# Dataset records

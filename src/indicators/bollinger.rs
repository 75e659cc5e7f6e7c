// =============================================================================
// Bollinger Bands
// =============================================================================
//
// Middle band = SMA(period), upper / lower = middle ± k·σ where σ is the
// population standard deviation of the same window. Band Width (BBW) is the
// normalised distance (upper - lower) / middle * 100.
//
// For every index upper >= middle >= lower, with equality only on a
// perfectly flat window.

use serde::{Deserialize, Serialize};

use super::sma::calculate_sma;
use super::stats;

pub const DEFAULT_PERIOD: usize = 20;
pub const DEFAULT_MULTIPLIER: f64 = 2.0;

/// Aligned band series. Element `i` corresponds to input index
/// `i + period - 1`.
#[derive(Debug, Clone, Default, PartialEq, Serialize, Deserialize)]
pub struct BollingerBands {
    pub upper: Vec<f64>,
    pub middle: Vec<f64>,
    pub lower: Vec<f64>,
}

impl BollingerBands {
    pub fn len(&self) -> usize {
        self.middle.len()
    }

    pub fn is_empty(&self) -> bool {
        self.middle.is_empty()
    }

    /// Band width at index `i`, or `None` when out of range or the middle
    /// band is zero.
    pub fn width(&self, i: usize) -> Option<f64> {
        let middle = *self.middle.get(i)?;
        let upper = *self.upper.get(i)?;
        let lower = *self.lower.get(i)?;
        if middle == 0.0 {
            return None;
        }
        Some((upper - lower) / middle * 100.0)
    }

    /// Position of `price` within the band at index `i` (0 at the lower
    /// band, 1 at the upper). `None` when out of range or the band is flat.
    pub fn percent_b(&self, i: usize, price: f64) -> Option<f64> {
        let upper = *self.upper.get(i)?;
        let lower = *self.lower.get(i)?;
        let range = upper - lower;
        if range == 0.0 {
            return None;
        }
        Some((price - lower) / range)
    }

    /// Latest `(upper, middle, lower)` triple.
    pub fn last(&self) -> Option<(f64, f64, f64)> {
        Some((*self.upper.last()?, *self.middle.last()?, *self.lower.last()?))
    }
}

/// Compute Bollinger Bands over `data`.
///
/// A negative `multiplier` is applied by magnitude so the band ordering
/// always holds. Runs in O(n) regardless of `period`.
///
/// # Edge cases
/// - `period == 0` or `data.len() < period` => empty bands
pub fn calculate_bollinger(data: &[f64], period: usize, multiplier: f64) -> BollingerBands {
    if !stats::has_window(data.len(), period) {
        return BollingerBands::default();
    }

    let k = multiplier.abs();
    let middle = calculate_sma(data, period);
    let sigma = stats::rolling_std_dev(data, period);

    let (upper, lower): (Vec<f64>, Vec<f64>) = middle
        .iter()
        .zip(&sigma)
        .map(|(&m, &sd)| (m + k * sd, m - k * sd))
        .unzip();

    BollingerBands {
        upper,
        middle,
        lower,
    }
}

#[cfg(test)]
mod tests {
    use super::*;

    #[test]
    fn bollinger_basic() {
        let data: Vec<f64> = (1..=20).map(|x| x as f64).collect();
        let bb = calculate_bollinger(&data, 20, 2.0);
        assert_eq!(bb.len(), 1);
        let (upper, middle, lower) = bb.last().unwrap();
        assert!(upper > middle);
        assert!(lower < middle);
        assert!((middle - 10.5).abs() < 1e-10);
        assert!(bb.width(0).unwrap() > 0.0);
    }

    #[test]
    fn bollinger_known_std_dev() {
        // Population std dev of [2,4,4,4,5,5,7,9] is 2, mean 5.
        let data = [2.0, 4.0, 4.0, 4.0, 5.0, 5.0, 7.0, 9.0];
        let bb = calculate_bollinger(&data, 8, 2.0);
        assert!((bb.upper[0] - 9.0).abs() < 1e-10);
        assert!((bb.middle[0] - 5.0).abs() < 1e-10);
        assert!((bb.lower[0] - 1.0).abs() < 1e-10);
    }

    #[test]
    fn bollinger_middle_matches_sma() {
        let data: Vec<f64> = (0..120).map(|i| 30.0 + (i as f64 * 0.4).sin() * 6.0).collect();
        let bb = calculate_bollinger(&data, 20, 2.0);
        let sma = calculate_sma(&data, 20);
        assert_eq!(bb.len(), sma.len());
        for (m, s) in bb.middle.iter().zip(&sma) {
            assert!((m - s).abs() < 1e-9);
        }
    }

    #[test]
    fn bollinger_band_ordering() {
        let data: Vec<f64> = (0..300)
            .map(|i| 100.0 + (i as f64 * 0.9).sin() * 12.0 - (i as f64 * 0.07).cos() * 4.0)
            .collect();
        for multiplier in [0.0, 1.0, 2.0, 2.5, -2.0] {
            let bb = calculate_bollinger(&data, 20, multiplier);
            for i in 0..bb.len() {
                assert!(bb.upper[i] >= bb.middle[i]);
                assert!(bb.middle[i] >= bb.lower[i]);
            }
        }
    }

    #[test]
    fn bollinger_flat() {
        let bb = calculate_bollinger(&[100.0; 20], 20, 2.0);
        let (upper, middle, lower) = bb.last().unwrap();
        assert_eq!(upper, middle);
        assert_eq!(lower, middle);
        assert!((bb.width(0).unwrap() - 0.0).abs() < 1e-10);
        assert!(bb.percent_b(0, 100.0).is_none());
    }

    #[test]
    fn bollinger_percent_b() {
        let data = [2.0, 4.0, 4.0, 4.0, 5.0, 5.0, 7.0, 9.0];
        let bb = calculate_bollinger(&data, 8, 2.0);
        assert!((bb.percent_b(0, 9.0).unwrap() - 1.0).abs() < 1e-10);
        assert!((bb.percent_b(0, 5.0).unwrap() - 0.5).abs() < 1e-10);
        assert!(bb.percent_b(1, 5.0).is_none());
    }

    #[test]
    fn bollinger_flat_after_varied_history() {
        let mut data: Vec<f64> = (0..30).map(|i| 0.1 * i as f64).collect();
        data.extend([0.7; 12]);
        let bb = calculate_bollinger(&data, 10, 2.0);
        let (upper, middle, lower) = bb.last().unwrap();
        assert_eq!(upper, middle);
        assert_eq!(lower, middle);
    }

    #[test]
    fn bollinger_recovers_after_large_outlier() {
        let data = [1e17, 4.0, 6.0, 4.0, 6.0];
        let bb = calculate_bollinger(&data, 2, 2.0);
        for i in 1..bb.len() {
            assert!((bb.middle[i] - 5.0).abs() < 1e-9);
            assert!((bb.upper[i] - 7.0).abs() < 1e-9);
            assert!((bb.lower[i] - 3.0).abs() < 1e-9);
        }
    }

    #[test]
    fn accessors_tolerate_ragged_fields() {
        let bb = BollingerBands {
            upper: vec![12.0, 13.0],
            middle: vec![10.0, 11.0, 12.0],
            lower: vec![8.0],
        };
        assert!((bb.width(0).unwrap() - 40.0).abs() < 1e-10);
        assert!(bb.width(1).is_none());
        assert!(bb.width(2).is_none());
        assert!((bb.percent_b(0, 10.0).unwrap() - 0.5).abs() < 1e-10);
        assert!(bb.percent_b(1, 10.0).is_none());
    }

    #[test]
    fn bollinger_insufficient_data() {
        assert!(calculate_bollinger(&[1.0, 2.0, 3.0], 20, 2.0).is_empty());
        assert!(calculate_bollinger(&[1.0, 2.0, 3.0], 0, 2.0).is_empty());
    }
}
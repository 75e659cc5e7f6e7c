// =============================================================================
// Signals Module
// =============================================================================
//
// - Threshold / crossover classifiers mapping indicator readings to a Signal
// - Weighted consensus over several classifier outputs

pub mod classifiers;
pub mod weighted_score;

pub use classifiers::{
    bollinger_signal, cci_signal, crossover_signal, ema_cross_signal, kdj_signal, macd_signal,
    rsi_signal, williams_r_signal,
};
pub use weighted_score::{ScoringResult, SignalContribution, SignalInput, WeightedScorer};
// =============================================================================
// Signal Classifiers — threshold and crossover rules
// =============================================================================
//
// Stateless mappings from indicator readings to a `Signal`. Thresholds are
// fixed constants; "previous" readings are passed in explicitly so nothing is
// remembered between calls.

use crate::indicators::rsi;
use crate::types::Signal;

pub const RSI_OVERBOUGHT: f64 = rsi::OVERBOUGHT;
pub const RSI_OVERSOLD: f64 = rsi::OVERSOLD;

pub const KDJ_OVERBOUGHT: f64 = 80.0;
pub const KDJ_OVERSOLD: f64 = 20.0;

pub const WILLIAMS_R_OVERBOUGHT: f64 = -20.0;
pub const WILLIAMS_R_OVERSOLD: f64 = -80.0;

pub const CCI_OVERBOUGHT: f64 = 100.0;
pub const CCI_OVERSOLD: f64 = -100.0;

/// Sell when `rsi >= 70`, buy when `rsi <= 30`, hold otherwise.
pub fn rsi_signal(rsi: f64) -> Signal {
    if rsi >= RSI_OVERBOUGHT {
        Signal::Sell
    } else if rsi <= RSI_OVERSOLD {
        Signal::Buy
    } else {
        Signal::Hold
    }
}

/// Buy when one line crosses above the other between two consecutive
/// readings, sell when it crosses below, hold otherwise.
pub fn crossover_signal(line: f64, reference: f64, prev_line: f64, prev_reference: f64) -> Signal {
    if prev_line <= prev_reference && line > reference {
        Signal::Buy
    } else if prev_line >= prev_reference && line < reference {
        Signal::Sell
    } else {
        Signal::Hold
    }
}

/// MACD line crossing its signal line.
pub fn macd_signal(macd: f64, signal: f64, prev_macd: f64, prev_signal: f64) -> Signal {
    crossover_signal(macd, signal, prev_macd, prev_signal)
}

/// Fast EMA crossing the slow EMA.
pub fn ema_cross_signal(fast: f64, slow: f64, prev_fast: f64, prev_slow: f64) -> Signal {
    crossover_signal(fast, slow, prev_fast, prev_slow)
}

/// Sell when both K and D are >= 80, buy when both are <= 20.
///
/// `j` is accepted for call-site symmetry with `KdjSeries::last` but does not
/// gate the decision.
pub fn kdj_signal(k: f64, d: f64, _j: f64) -> Signal {
    if k >= KDJ_OVERBOUGHT && d >= KDJ_OVERBOUGHT {
        Signal::Sell
    } else if k <= KDJ_OVERSOLD && d <= KDJ_OVERSOLD {
        Signal::Buy
    } else {
        Signal::Hold
    }
}

/// Sell when %R >= -20, buy when %R <= -80.
pub fn williams_r_signal(williams_r: f64) -> Signal {
    if williams_r >= WILLIAMS_R_OVERBOUGHT {
        Signal::Sell
    } else if williams_r <= WILLIAMS_R_OVERSOLD {
        Signal::Buy
    } else {
        Signal::Hold
    }
}

/// Sell when CCI >= 100, buy when CCI <= -100.
pub fn cci_signal(cci: f64) -> Signal {
    if cci >= CCI_OVERBOUGHT {
        Signal::Sell
    } else if cci <= CCI_OVERSOLD {
        Signal::Buy
    } else {
        Signal::Hold
    }
}

/// Sell at or above the upper band, buy at or below the lower band.
/// A flat band (upper == lower) always holds.
pub fn bollinger_signal(price: f64, upper: f64, lower: f64) -> Signal {
    if upper <= lower {
        return Signal::Hold;
    }
    if price >= upper {
        Signal::Sell
    } else if price <= lower {
        Signal::Buy
    } else {
        Signal::Hold
    }
}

# What is being asked
When a line in the data contains the string "Option", copy that line.

# Solution to this task
    pub fn width(&self, i: usize) -> Option<f64> {
    pub fn percent_b(&self, i: usize, price: f64) -> Option<f64> {
    pub fn last(&self) -> Option<(f64, f64, f64)> {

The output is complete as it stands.